The family spent the night at an emergency shelter, she said.
Alison Joseph Dickinson, Ripton’s town administrator, said in emails Saturday afternoon that “everyone is safe now” and the other evacuated families had returned to their homes. She conveyed a message from Tim Hanson, the road commissioner and a selectboard member: “We dodged a bullet I think.”
In a subsequent email, Hanson told VTDigger that road repairs were in progress, and that new — and expensive — larger culverts had held up well. But he expressed concern about Sunday’s forecast.
“If we get a good dose of rain tomorrow in a short time we will be in trouble as the soils are saturated,” he wrote. “The rivers have gone down significantly but there is nowhere for the water to go except in the ditches and culverts.”
Drone images showed a section of a hill had been washed out behind the home on Route 125, which was covered in and surrounded by large uprooted trees. Utility crews were at the scene.
The fire department’s truck that the chief had parked near the destroyed home — a small first-response vehicle — had been recently purchased and was heavily damaged, Cox and Dickinson said. Dickinson called it “unusable.”

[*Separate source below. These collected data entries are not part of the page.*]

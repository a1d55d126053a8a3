use std::sync::{Arc, Mutex};
use std::time::Duration;
use tokio::sync::mpsc;
use tokio_util::sync::CancellationToken;

use sleepwatch::kernel::event::{AccelSample, Event};
use sleepwatch::kernel::phase::Phase;
use sleepwatch::kernel::time::Timestamp;
use sleepwatch::outputs::{ReportData, Renderer};
use sleepwatch::storage::{InMemoryStore, KeyValueStore, SleepLogEntry, SLEEP_LOG_KEY};
use sleepwatch::{Engine, EngineConfig, Reactor};

const T0: u64 = 1_700_000_000_000;

fn at(offset_ms: u64) -> Timestamp {
    Timestamp::from_millis(T0 + offset_ms)
}

#[derive(Clone, Default)]
struct CollectingRenderer {
    reports: Arc<Mutex<Vec<ReportData>>>,
}

impl Renderer for CollectingRenderer {
    fn render(&mut self, report: &ReportData) {
        self.reports.lock().unwrap().push(report.clone());
    }
}

fn still() -> AccelSample {
    AccelSample::new(0.0, 0.0, 1.0)
}

#[tokio::test]
async fn test_events_processed_in_order_until_shutdown() {
    let (tx, rx) = mpsc::channel(100);
    let renderer = CollectingRenderer::default();
    let engine = Engine::new(EngineConfig::default(), InMemoryStore::new());
    let reactor = Reactor::new(rx, engine, renderer.clone());

    tx.send(Event::Accel { at: at(0), accel: still() }).await.unwrap();
    tx.send(Event::Accel { at: at(30_000), accel: still() }).await.unwrap();
    tx.send(Event::FlushTick { at: at(30_000) }).await.unwrap();
    tx.send(Event::ReportRequested { at: at(30_000) }).await.unwrap();
    tx.send(Event::Accel { at: at(45_000), accel: AccelSample::new(0.0, 0.0, 1.1) }).await.unwrap();
    tx.send(Event::Shutdown { at: at(60_000) }).await.unwrap();

    let mut engine = reactor.run(CancellationToken::new()).await;

    let reports = renderer.reports.lock().unwrap().clone();
    assert_eq!(reports.len(), 1);
    assert_eq!(reports[0].deep_sleep_seconds, 30.0);

    let final_report = engine.on_report(at(60_000)).unwrap();
    assert_eq!(final_report.deep_sleep_seconds, 45.0);
    assert_eq!(final_report.light_sleep_seconds, 15.0);
}

#[tokio::test]
async fn test_closed_channel_triggers_shutdown_flush() {
    let (tx, rx) = mpsc::channel(100);
    let engine = Engine::new(EngineConfig::default(), InMemoryStore::new());
    let reactor = Reactor::new(rx, engine, CollectingRenderer::default());

    // Shutdown stamps the wall clock, so anchor the sample a minute before it
    let start = Timestamp::now().before(Duration::from_secs(60));
    tx.send(Event::Accel { at: start, accel: still() }).await.unwrap();
    drop(tx);

    let mut engine = reactor.run(CancellationToken::new()).await;

    assert_eq!(engine.telemetry.snapshot().lifecycle_stats.shutdowns, 1);
    assert!(engine.consolidator().buffer().is_empty());

    let log: Vec<SleepLogEntry> = serde_json::from_value(engine.store().read(SLEEP_LOG_KEY).unwrap().unwrap()).unwrap();
    assert_eq!(log.len(), 1);
    assert_eq!(log[0].phase, Phase::DeepSleep);
    assert!(log[0].duration_seconds >= 60.0 && log[0].duration_seconds < 3_600.0);

    let report = engine.on_report(Timestamp::now()).unwrap();
    assert_eq!(report.deep_sleep_seconds, log[0].duration_seconds);
    assert_eq!(report.light_sleep_seconds, 0.0);
    assert_eq!(report.awake_seconds, 0.0);
}

#[tokio::test]
async fn test_cancellation_drains_queue_then_flushes() {
    let (tx, rx) = mpsc::channel(100);
    let engine = Engine::new(EngineConfig::default(), InMemoryStore::new());
    let reactor = Reactor::new(rx, engine, CollectingRenderer::default());

    let start = Timestamp::now();
    tx.send(Event::Accel { at: start, accel: AccelSample::new(0.0, 0.0, 3.0) }).await.unwrap();

    let cancel = CancellationToken::new();
    cancel.cancel();
    let engine = reactor.run(cancel).await;

    // Queued spike was still handled and reached the store
    let snap = engine.telemetry.snapshot();
    assert_eq!(snap.adverse_stats.emitted, 1);
    assert_eq!(snap.lifecycle_stats.shutdowns, 1);
    assert!(engine.debouncer().buffer().is_empty());
    drop(tx);
}

/// Takes a millisecond per report so a backlog outlives the flush period.
struct SlowRenderer(CollectingRenderer);

impl Renderer for SlowRenderer {
    fn render(&mut self, report: &ReportData) {
        std::thread::sleep(Duration::from_millis(1));
        self.0.render(report);
    }
}

#[tokio::test]
async fn test_backlog_does_not_starve_flush_timer() {
    let (tx, rx) = mpsc::channel(512);
    let config = EngineConfig { flush_interval_ms: 1, ..EngineConfig::default() };
    let engine = Engine::new(config, InMemoryStore::new());
    let collected = CollectingRenderer::default();
    let reactor = Reactor::new(rx, engine, SlowRenderer(collected.clone()));

    tx.send(Event::Accel { at: at(0), accel: still() }).await.unwrap();
    for i in 0..300 {
        tx.send(Event::ReportRequested { at: at(i) }).await.unwrap();
    }
    drop(tx);

    reactor.run(CancellationToken::new()).await;

    // Only a timer flush between reports can make sleep visible before shutdown
    let reports = collected.reports.lock().unwrap().clone();
    assert_eq!(reports.len(), 300);
    assert!(reports.iter().any(|r| r.deep_sleep_seconds > 0.0));
}
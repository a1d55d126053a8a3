use tokio::sync::mpsc;
use tokio::time::{interval, Duration, MissedTickBehavior};
use tokio_util::sync::CancellationToken;
use tracing::info;

use crate::outputs::report::Renderer;
use crate::storage::store::KeyValueStore;
use super::effect::SideEffect;
use super::engine::Engine;
use super::event::Event;
use super::time::Timestamp;

/// Single-task driver around the engine.
/// Samples are handled in arrival order; the flush timer interleaves between them.
pub struct Reactor<S: KeyValueStore, R: Renderer> {
    pub receiver: mpsc::Receiver<Event>,
    pub engine: Engine<S>,
    renderer: R,
    flush_every: Duration,
}

impl<S: KeyValueStore, R: Renderer> Reactor<S, R> {
    pub fn new(receiver: mpsc::Receiver<Event>, engine: Engine<S>, renderer: R) -> Self {
        let flush_every = engine.config().flush_interval();
        Self {
            receiver,
            engine,
            renderer,
            flush_every,
        }
    }

    /// Pure step: one event in, effects executed. MUST NOT await.
    pub fn step(&mut self, event: Event) {
        let effects = self.engine.handle(event);
        self.execute(effects);
    }

    fn execute(&mut self, effects: Vec<SideEffect>) {
        for effect in effects {
            match effect {
                SideEffect::Log(msg) => info!("[LOG] {}", msg),
                SideEffect::Render(report) => self.renderer.render(&report),
            }
        }
    }

    /// Async driver loop. Returns after the shutdown flush, triggered by
    /// cancellation, an explicit `Event::Shutdown`, or every sender being dropped.
    pub async fn run(mut self, cancel: CancellationToken) -> Engine<S> {
        info!("Reactor started. Flush every {}ms", self.flush_every.as_millis());

        let mut cadence = interval(self.flush_every);
        cadence.set_missed_tick_behavior(MissedTickBehavior::Skip);
        // First tick of a tokio interval fires immediately; nothing to flush yet.
        cadence.tick().await;

        loop {
            tokio::select! {
                biased;
                _ = cancel.cancelled() => break,
                // Ahead of the receiver so a never-empty channel cannot starve flushes.
                _ = cadence.tick() => self.step(Event::FlushTick { at: Timestamp::now() }),
                maybe_event = self.receiver.recv() => match maybe_event {
                    Some(Event::Shutdown { at }) => {
                        self.step(Event::Shutdown { at });
                        return self.engine;
                    }
                    Some(event) => self.step(event),
                    None => break,
                },
            }
        }

        // Events already queued still belong to this session.
        while let Ok(event) = self.receiver.try_recv() {
            if matches!(event, Event::Shutdown { .. }) {
                break;
            }
            self.step(event);
        }
        self.step(Event::Shutdown { at: Timestamp::now() });
        info!("Reactor stopped");
        self.engine
    }
}
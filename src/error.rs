use thiserror::Error;

/// Failures of the external key-value store.
#[derive(Error, Debug)]
pub enum StoreError {
    #[error("Storage I/O error on '{key}': {source}")]
    Io {
        key: String,
        #[source]
        source: std::io::Error,
    },

    /// Persisted bytes are not valid JSON, or not the shape the key should hold.
    #[error("Malformed data under '{key}': {source}")]
    Malformed {
        key: String,
        #[source]
        source: serde_json::Error,
    },

    #[error("Serialization error: {0}")]
    Serialization(#[from] serde_json::Error),

    #[error("Store unavailable: {0}")]
    Unavailable(String),
}

impl StoreError {
    /// Malformed data is self-healing (treated as empty); everything else is retried.
    pub fn is_malformed(&self) -> bool {
        matches!(self, StoreError::Malformed { .. })
    }
}

#[derive(Error, Debug)]
pub enum ConfigError {
    #[error("Config I/O error: {0}")]
    Io(#[from] std::io::Error),

    #[error("Config parse error: {0}")]
    Parse(#[from] serde_json::Error),

    #[error("Invalid config: {0}")]
    Invalid(String),
}

pub type StoreResult<T> = Result<T, StoreError>;
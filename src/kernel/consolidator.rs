use tracing::debug;

use crate::storage::types::SleepLogEntry;
use super::buffer::CappedBuffer;
use super::phase::Phase;
use super::time::Timestamp;
use super::tracker::PhaseTracker;
use super::telemetry::event::{BufferKind, TelemetryEvent};
use super::telemetry::recorder::TelemetryRecorder;

/// Converts the tracker's running totals into discrete, independently purgeable
/// log entries. Runs on the flush cadence and once more at shutdown.
#[derive(Debug, Clone)]
pub struct Consolidator {
    buffer: CappedBuffer<SleepLogEntry>,
}

impl Consolidator {
    pub fn new(cap: usize) -> Self {
        Self {
            buffer: CappedBuffer::new(cap),
        }
    }

    /// Returns the number of entries appended.
    pub fn tick(
        &mut self,
        now: Timestamp,
        tracker: &mut PhaseTracker,
        telemetry: &mut TelemetryRecorder,
    ) -> usize {
        // 1. No in-progress time may be lost across the flush boundary.
        tracker.close_interval(now);

        // 2 + 3. One entry per non-empty phase, totals zeroed.
        let totals = tracker.drain();
        let mut appended = 0;
        for phase in Phase::ALL {
            let millis = totals.get(phase);
            if millis == 0 {
                continue;
            }
            appended += 1;
            // 4. Lossy safety valve; retention purge is the real bound.
            if self.buffer.push(SleepLogEntry::new(now, phase, millis)).is_some() {
                telemetry.record(TelemetryEvent::BufferEviction { buffer: BufferKind::SleepLog });
            }
        }

        if appended > 0 {
            debug!("Consolidated {} sleep entries ({} buffered)", appended, self.buffer.len());
            telemetry.record(TelemetryEvent::Consolidated { entries: appended as u64 });
        }
        appended
    }

    pub fn buffer(&self) -> &CappedBuffer<SleepLogEntry> {
        &self.buffer
    }

    pub fn buffer_mut(&mut self) -> &mut CappedBuffer<SleepLogEntry> {
        &mut self.buffer
    }
}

About 3 to 3.5 inches of rain fell in the Addison County town on Friday night, according to Jessica Storm, a meteorologist with the National Weather Service in Burlington.
A flood warning related to the Middlebury River, which hugs Route 125, remained in effect on Saturday in the area, Storm said.
Cox said that from what she’s gathered, “there’s really no way that you can put a house back on that piece of land.
“Which just makes it harder,” she said, “because if your house burns down you still have your land, and you have your infrastructure — your driveway, your septic, your well, whatever. But if you lose the piece of property essentially … then you can’t just rebuild when you don’t have the land there anymore.”
She’s lived in Ripton since 1978 and “seen some flooding,” but “every time, it’s a little different, which just makes it harder.
“Apparently … when the fire chief came by to evacuate, they were like, ‘river’s never come up here,’ and that was right when the hillside came down,” she said. “That’s the thing — just when you think you have it all figured out, it can change.”

Shortly before 1 p.m., Green Mountain Power’s outage center was reporting 70% of customers in Ripton — some 280 households — were without electricity. The utility estimated power would be restored by 4 p.m.
Cox said crews from the fire department are going around town to help people pump water out of their basements, given the lack of power.
Route 125 — which runs west to east through Ripton and brings travelers from Route 7 over the Green Mountains to Route 100 — was closed between Middlebury and Ripton on Saturday morning, though Cox said there were other open roads in and out of town.
The Otter Creek, which connects to the Middlebury River in nearby Middlebury, remained in minor flood stage on Saturday, Storm said. She said the Otter Creek is likely to remain that way for the foreseeable future, given additional rain in the coming days’ forecast that could increase water flows.